Вокзал города Владимира построен в 1969–1975 годах по проекту архитекторов «Мосгипротранса» Юрия Мелюшкина, Виталия Евстигнеева, Михаила Готлиба, Е. Кмитович, инженеров Л. Глиэр, М. Горбуновой, Н. Козловой. Его строили как «туристические ворота» двух городов: Владимира и Суздаля, в ответ на идею маршрута «Золотого кольца России», который журналист Юрий Бычков придумал в 1965 году, а затем проехал маршрут на машине и в 1967 опубликовал серию очерков с тем же названием. Уже в 1968 советская пресса писала, что «древний Владимир становится центром массового туризма», и комплекс вокзальных зданий был первым знаковым проектом, связанным с надеждой на развитие города как туристического центра.
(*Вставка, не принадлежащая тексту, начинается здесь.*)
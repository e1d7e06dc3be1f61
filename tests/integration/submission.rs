//! Submission against a real multipart service over HTTP.

use axum::http::StatusCode;
use pdfstage::StageError;
use pdfstage::config::OverwriteMode;
use pdfstage::flavor::{Flavor, ImagesToPdf, MergePdfs};
use pdfstage::ingest::{IngestSource, candidates_from_paths};
use pdfstage::session::Session;
use pdfstage::submit::{SaveToDirectory, SkipReason, SubmitOutcome, TriggerState};
use pdfstage::view::{Detached, Notifier};
use std::path::Path;
use std::sync::{Arc, Mutex};
use std::time::Duration;
use tempfile::tempdir;
use url::Url;

use crate::common::{artifact_for, closed_service_url, create_test_pdf, http_service, spawn_service, write_file};

#[derive(Default)]
struct Notices(Mutex<Vec<String>>);

impl Notices {
    fn all(&self) -> Vec<String> {
        self.0.lock().unwrap().clone()
    }
}

impl Notifier for Notices {
    fn notify(&self, message: &str) {
        self.0.lock().unwrap().push(message.to_string());
    }
}

fn image_session(base: Url, out: &Path, notices: Arc<Notices>) -> Session<ImagesToPdf> {
    Session::new(
        Arc::new(http_service(base)),
        Arc::new(SaveToDirectory::new(out, OverwriteMode::NoClobber)),
        Arc::new(Detached),
        notices,
    )
}

async fn stage_images(session: &Session<ImagesToPdf>, dir: &Path, names: &[&str]) {
    let paths: Vec<_> = names
        .iter()
        .map(|name| write_file(dir, name, name.as_bytes()))
        .collect();
    session
        .ingest(IngestSource::Picker, candidates_from_paths(&paths))
        .await
        .unwrap();
}

fn staged_names<F: Flavor>(session: &Session<F>) -> Vec<String> {
    session.rendered().labels().into_iter().map(String::from).collect()
}

#[tokio::test]
async fn test_rejection_keeps_sequence_and_notifies() {
    let input = tempdir().unwrap();
    let out = tempdir().unwrap();
    let (base, service) = spawn_service(StatusCode::INTERNAL_SERVER_ERROR, Duration::ZERO).await;
    let notices = Arc::new(Notices::default());
    let session = image_session(base, out.path(), notices.clone());
    stage_images(&session, input.path(), &["a.png", "b.png"]).await;

    let outcome = session.submit().await;

    assert!(matches!(
        outcome,
        SubmitOutcome::Failed(StageError::ServiceRejected { status: 500, .. })
    ));
    assert_eq!(notices.all(), vec![ImagesToPdf::FAILURE_NOTICE.to_string()]);
    assert_eq!(staged_names(&session), ["a.png", "b.png"]);
    assert_eq!(session.controller().trigger_state(), TriggerState::idle::<ImagesToPdf>());
    assert_eq!(service.requests().len(), 1);
    assert!(!out.path().join("converted.pdf").exists());
}

#[tokio::test]
async fn test_unreachable_service_fails_once() {
    let input = tempdir().unwrap();
    let out = tempdir().unwrap();
    let notices = Arc::new(Notices::default());
    let session = image_session(closed_service_url().await, out.path(), notices.clone());
    stage_images(&session, input.path(), &["a.png"]).await;

    let outcome = session.submit().await;

    assert!(matches!(outcome, SubmitOutcome::Failed(StageError::Transport { .. })));
    assert_eq!(notices.all(), vec![ImagesToPdf::FAILURE_NOTICE.to_string()]);
    assert!(!session.controller().is_in_flight());
    assert_eq!(staged_names(&session), ["a.png"]);
}

#[tokio::test]
async fn test_concurrent_submits_send_one_request() {
    let input = tempdir().unwrap();
    let out = tempdir().unwrap();
    let (base, service) = spawn_service(StatusCode::OK, Duration::from_millis(200)).await;
    let session = image_session(base, out.path(), Arc::new(Notices::default()));
    stage_images(&session, input.path(), &["a.png"]).await;

    let mut trigger = session.controller().subscribe_trigger();
    let first = session.submit();
    let second = async {
        trigger.wait_for(|state| !state.enabled).await.unwrap();
        session.submit().await
    };
    let (first, second) = tokio::join!(first, second);

    assert!(first.is_delivered());
    assert!(matches!(second, SubmitOutcome::Skipped(SkipReason::AlreadyInFlight)));
    assert_eq!(service.requests().len(), 1);
    assert_eq!(session.controller().trigger_state(), TriggerState::idle::<ImagesToPdf>());
}

#[tokio::test]
async fn test_empty_submit_sends_nothing() {
    let out = tempdir().unwrap();
    let (base, service) = spawn_service(StatusCode::OK, Duration::ZERO).await;
    let notices = Arc::new(Notices::default());
    let session = image_session(base, out.path(), notices.clone());

    let outcome = session.submit().await;

    assert!(matches!(outcome, SubmitOutcome::Skipped(SkipReason::Empty)));
    assert_eq!(notices.all(), vec![ImagesToPdf::EMPTY_NOTICE.to_string()]);
    assert!(service.requests().is_empty());
}

#[tokio::test]
async fn test_merge_posts_pdfs_field() {
    let input = tempdir().unwrap();
    let out = tempdir().unwrap();
    let (base, service) = spawn_service(StatusCode::OK, Duration::ZERO).await;
    let session: Session<MergePdfs> = Session::new(
        Arc::new(http_service(base)),
        Arc::new(SaveToDirectory::new(out.path(), OverwriteMode::NoClobber)),
        Arc::new(Detached),
        Arc::new(Detached),
    );

    let first = input.path().join("first.pdf");
    let second = input.path().join("second.pdf");
    create_test_pdf(&first, 1, 595);
    create_test_pdf(&second, 2, 612);
    session
        .ingest(IngestSource::PanelDrop, candidates_from_paths(&[&first, &second]))
        .await
        .unwrap();

    let outcome = session.submit().await;
    assert!(outcome.is_delivered());

    let requests = service.requests();
    assert_eq!(requests.len(), 1);
    let request = &requests[0];
    assert_eq!(request.path, "/merge-pdfs");
    assert_eq!(request.file_names(), ["first.pdf", "second.pdf"]);
    assert!(request.parts.iter().all(|part| part.field == "pdfs"));
    assert!(request.parts.iter().all(|part| part.content_type == "application/pdf"));
    assert_eq!(request.parts[1].bytes, std::fs::read(&second).unwrap());
    assert!(!request.chunked);
    assert!(request.content_length.is_some_and(|len| len > 0));

    let saved = std::fs::read(out.path().join("merged.pdf")).unwrap();
    assert_eq!(saved, artifact_for(&["first.pdf", "second.pdf"]));
}

#[tokio::test]
async fn test_existing_output_is_not_clobbered() {
    let input = tempdir().unwrap();
    let out = tempdir().unwrap();
    let existing = write_file(out.path(), "converted.pdf", b"keep me");
    let (base, _service) = spawn_service(StatusCode::OK, Duration::ZERO).await;
    let notices = Arc::new(Notices::default());
    let session = image_session(base, out.path(), notices.clone());
    stage_images(&session, input.path(), &["a.png"]).await;

    let outcome = session.submit().await;

    assert!(matches!(outcome, SubmitOutcome::Failed(StageError::OutputExists { .. })));
    assert_eq!(std::fs::read(&existing).unwrap(), b"keep me");
    let notices = notices.all();
    assert_eq!(notices.len(), 1);
    assert!(notices[0].starts_with("Output file already exists"));
    assert_eq!(session.controller().live_object_urls(), 0);
}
Он расположен под склоном высокого берега Клязьмы, выходя из вокзала слева видим оба главных собора города XII века: Успенский и Дмитровский (теперь еще и восстановленный собор Рождественского монастыря).
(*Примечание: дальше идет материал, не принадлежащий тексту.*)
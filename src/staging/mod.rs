//! The ordered file-staging list.
//!
//! This module owns the staged sequence and its mutation primitives:
//!
//! - [`Candidate`] / [`MediaFilter`]: what is offered and what is accepted
//! - [`Entry`] / [`Payload`]: what is kept per staged file
//! - [`StagingList`]: the plain ordered sequence
//! - [`SharedStaging`]: the shareable handle with atomic, call-ordered appends
//!
//! # Examples
//!
//! ```no_run
//! use pdfstage::staging::{Candidate, FileRef, MediaFilter, SharedStaging};
//! use pdfstage::view::Detached;
//! use std::sync::Arc;
//!
//! # async fn example() -> pdfstage::Result<()> {
//! let staging: SharedStaging<FileRef> =
//!     SharedStaging::new(MediaFilter::Exact("application/pdf"), Arc::new(Detached));
//!
//! staging
//!     .append(vec![Candidate::from_path("a.pdf"), Candidate::from_path("b.pdf")])
//!     .await?;
//! staging.move_to(1, 0);
//! assert_eq!(staging.snapshot()[0].display_name(), "b.pdf");
//! # Ok(())
//! # }
//! ```

mod entry;
mod list;
mod media;
mod sequencer;
mod shared;

pub use entry::{Entry, FileRef, InlineImage, Payload};
pub use list::StagingList;
pub use media::{Candidate, MediaFilter};
pub use shared::{AppendReport, PendingAppend, SharedStaging};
Словом, совершенно логичным было насытить здание узнаваемыми туристическими мотивами – такими, как стилизованная кириллическая надпись с названием города или три цветных рельефа со львами над северным входом. Проект в целом остался, однако, лаконичным в духе зрелого модернизма – здание «работает» объемом и формой, фактурой и пропорциями, множество витражей дают сквозное освещение, структура открытая и проницаемая: зал ожидания устроен во втором ярусе на платформе, которая не касается стен, а парит в двусветном пространстве, лестница и балкон снаружи, с площади, ведут на переход над железнодорожными путями. Вокзал – протяженный параллелепипед, над которым возвышаются два объема: овал бывшего ресторана (теперь это не работающий VIP-зал) и почти кубический объем бывшей гостиницы с внутренним двором (теперь это администрация). Композицию сравнивают с паровозом, в овальную башню – с барабанами соборов.
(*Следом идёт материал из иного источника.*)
//! pdfstage - stage files in order and turn them into one PDF.

use clap::Parser;
use std::process;
use std::sync::Arc;
use tracing_subscriber::{EnvFilter, layer::SubscriberExt, util::SubscriberInitExt};

use pdfstage::StageError;
use pdfstage::cli::Cli;
use pdfstage::config::{Config, OverwriteMode, ServiceTarget};
use pdfstage::flavor::{Flavor, FlavorKind, ImagesToPdf, MergePdfs};
use pdfstage::ingest::{IngestSource, candidates_from_paths, collect_paths_for_patterns, read_input_list};
use pdfstage::output::{OutputFormatter, format_file_size};
use pdfstage::session::Session;
use pdfstage::submit::{ConversionService, HttpService, LocalMergeService, SaveToDirectory, SkipReason, SubmitOutcome};

#[tokio::main]
async fn main() {
    let cli = Cli::parse();
    init_tracing(cli.flavor().1.verbose);

    if let Err(err) = run(cli).await {
        eprintln!("Error: {err}");
        process::exit(err.exit_code());
    }
}

fn init_tracing(verbose: bool) {
    let default = if verbose { "pdfstage=debug" } else { "pdfstage=warn" };
    tracing_subscriber::registry()
        .with(EnvFilter::try_from_default_env().unwrap_or_else(|_| default.into()))
        .with(tracing_subscriber::fmt::layer().with_writer(std::io::stderr))
        .init();
}

/// Main application logic.
async fn run(cli: Cli) -> Result<(), StageError> {
    let config = cli.to_config()?;
    let formatter = Arc::new(OutputFormatter::from_config(&config));

    if formatter.should_print() && !config.json {
        formatter.section(&format!("{} v{}", pdfstage::NAME, pdfstage::VERSION));
        formatter.blank_line();
    }

    match config.flavor {
        FlavorKind::Merge => run_session::<MergePdfs>(&config, formatter).await,
        FlavorKind::Convert => run_session::<ImagesToPdf>(&config, formatter).await,
    }
}

async fn run_session<F: Flavor>(config: &Config, formatter: Arc<OutputFormatter>) -> Result<(), StageError> {
    let paths = collect_paths_for_patterns(&config.inputs)?;

    let overwrite = if config.dry_run {
        config.overwrite_mode
    } else {
        handle_output_overwrite(config, &formatter).await?
    };

    let session = Session::<F>::new(
        build_service(config)?,
        Arc::new(SaveToDirectory::new(&config.output_dir, overwrite)),
        formatter.clone(),
        formatter.clone(),
    );

    // Both batches load concurrently; the list file is published second.
    let first = session.ingest(IngestSource::Picker, candidates_from_paths(&paths));
    let second = async {
        match &config.input_list {
            Some(list) => {
                let listed = read_input_list(list).await?;
                session.ingest(IngestSource::Picker, candidates_from_paths(&listed)).await
            }
            None => Ok(Default::default()),
        }
    };
    let (first, second) = tokio::try_join!(first, second)?;

    let dropped = first.dropped + second.dropped;
    if dropped > 0 {
        formatter.warning(&format!(
            "Skipped {dropped} file(s) not accepted for {}",
            F::OPERATION
        ));
    }

    for edit in &config.edits {
        if !session.apply_edit(*edit) {
            formatter.warning(&format!("Edit {edit} left the list unchanged"));
        }
    }

    let rendered = session.rendered();
    if config.json {
        formatter.print_json(&rendered)?;
    } else {
        formatter.section(&format!("Staged files ({})", rendered.items.len()));
        formatter.print_staged(&rendered);
    }

    if config.dry_run {
        formatter.blank_line();
        formatter.success("Dry run completed successfully");
        formatter.info(&format!("  Output would be: {}", config.output_path().display()));
        return Ok(());
    }

    formatter.blank_line();
    formatter.info(F::BUSY_LABEL);

    match session.submit().await {
        SubmitOutcome::Delivered(delivery) => {
            formatter.success(&format!(
                "Saved {} ({})",
                delivery.path.display(),
                format_file_size(delivery.bytes)
            ));
            formatter.detail("Parts submitted", &delivery.parts.to_string());
            Ok(())
        }
        SubmitOutcome::Skipped(SkipReason::Empty) => Err(StageError::NothingStaged),
        SubmitOutcome::Skipped(SkipReason::AlreadyInFlight) => {
            Err(StageError::other("A submission is already in progress"))
        }
        SubmitOutcome::Failed(err) => {
            if err.is_recoverable() {
                formatter.info("The staged list was not changed; run the command again to retry");
            }
            Err(err)
        }
    }
}

fn build_service(config: &Config) -> Result<Arc<dyn ConversionService>, StageError> {
    match &config.service {
        ServiceTarget::Local => Ok(Arc::new(LocalMergeService::new())),
        ServiceTarget::Http { timeout, .. } => {
            let url = config
                .server_url()?
                .ok_or_else(|| StageError::invalid_config("No server URL configured"))?;
            Ok(Arc::new(HttpService::new(url, *timeout)?))
        }
    }
}

/// Decide up front whether the artifact may replace an existing file.
///
/// Returns the mode the save step should use: `Force` once replacing is
/// allowed, `NoClobber` otherwise.
async fn handle_output_overwrite(
    config: &Config,
    formatter: &OutputFormatter,
) -> Result<OverwriteMode, StageError> {
    let output = config.output_path();
    if !output.exists() {
        return Ok(match config.overwrite_mode {
            OverwriteMode::Force => OverwriteMode::Force,
            _ => OverwriteMode::NoClobber,
        });
    }

    match config.overwrite_mode {
        OverwriteMode::Force => Ok(OverwriteMode::Force),
        OverwriteMode::NoClobber => Err(StageError::output_exists(output)),
        OverwriteMode::Prompt => {
            if formatter.is_quiet() {
                // In quiet mode, treat as no-clobber
                return Err(StageError::output_exists(output));
            }

            formatter.warning(&format!("Output file already exists: {}", output.display()));

            use std::io::{self, Write};
            print!("Overwrite? [y/N]: ");
            io::stdout().flush().ok();

            let mut response = String::new();
            io::stdin()
                .read_line(&mut response)
                .map_err(|err| StageError::other(format!("Failed to read input: {err}")))?;

            match response.trim().to_lowercase().as_str() {
                "y" | "yes" => Ok(OverwriteMode::Force),
                _ => Err(StageError::Cancelled),
            }
        }
    }
}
Но все сравнения очень отдаленны, главной задачей архитекторов Мосгипротранса было, вероятнее всего, – найти баланс между современной архитектурой и историческими отсылками. Иными словами, создать образ древнего города, но не буквальный, абстрагированный, построенный на пропорциях и ощущениях. Три рельефа и кириллическая надпись здесь играют далеко не самую главную роль, а сравнение с паровозом и храмом кажутся упрощенными. Цель проекта была скорее в том, чтобы создать образ «белокаменного города». С зубчатыми башнями, лестницами, белокаменными стенами. Театрально-обобщенный образ.
Важной частью такого образа стала белокаменная облицовка фасадов. Авторы проекта использовали мячковский известняк, который добывают и в Московской, и во Владимирской области. Это камень, распространенный в «северо-восточных» землях – тот, из которого построены и владимирские храмы, и суздальские, и звенигородские.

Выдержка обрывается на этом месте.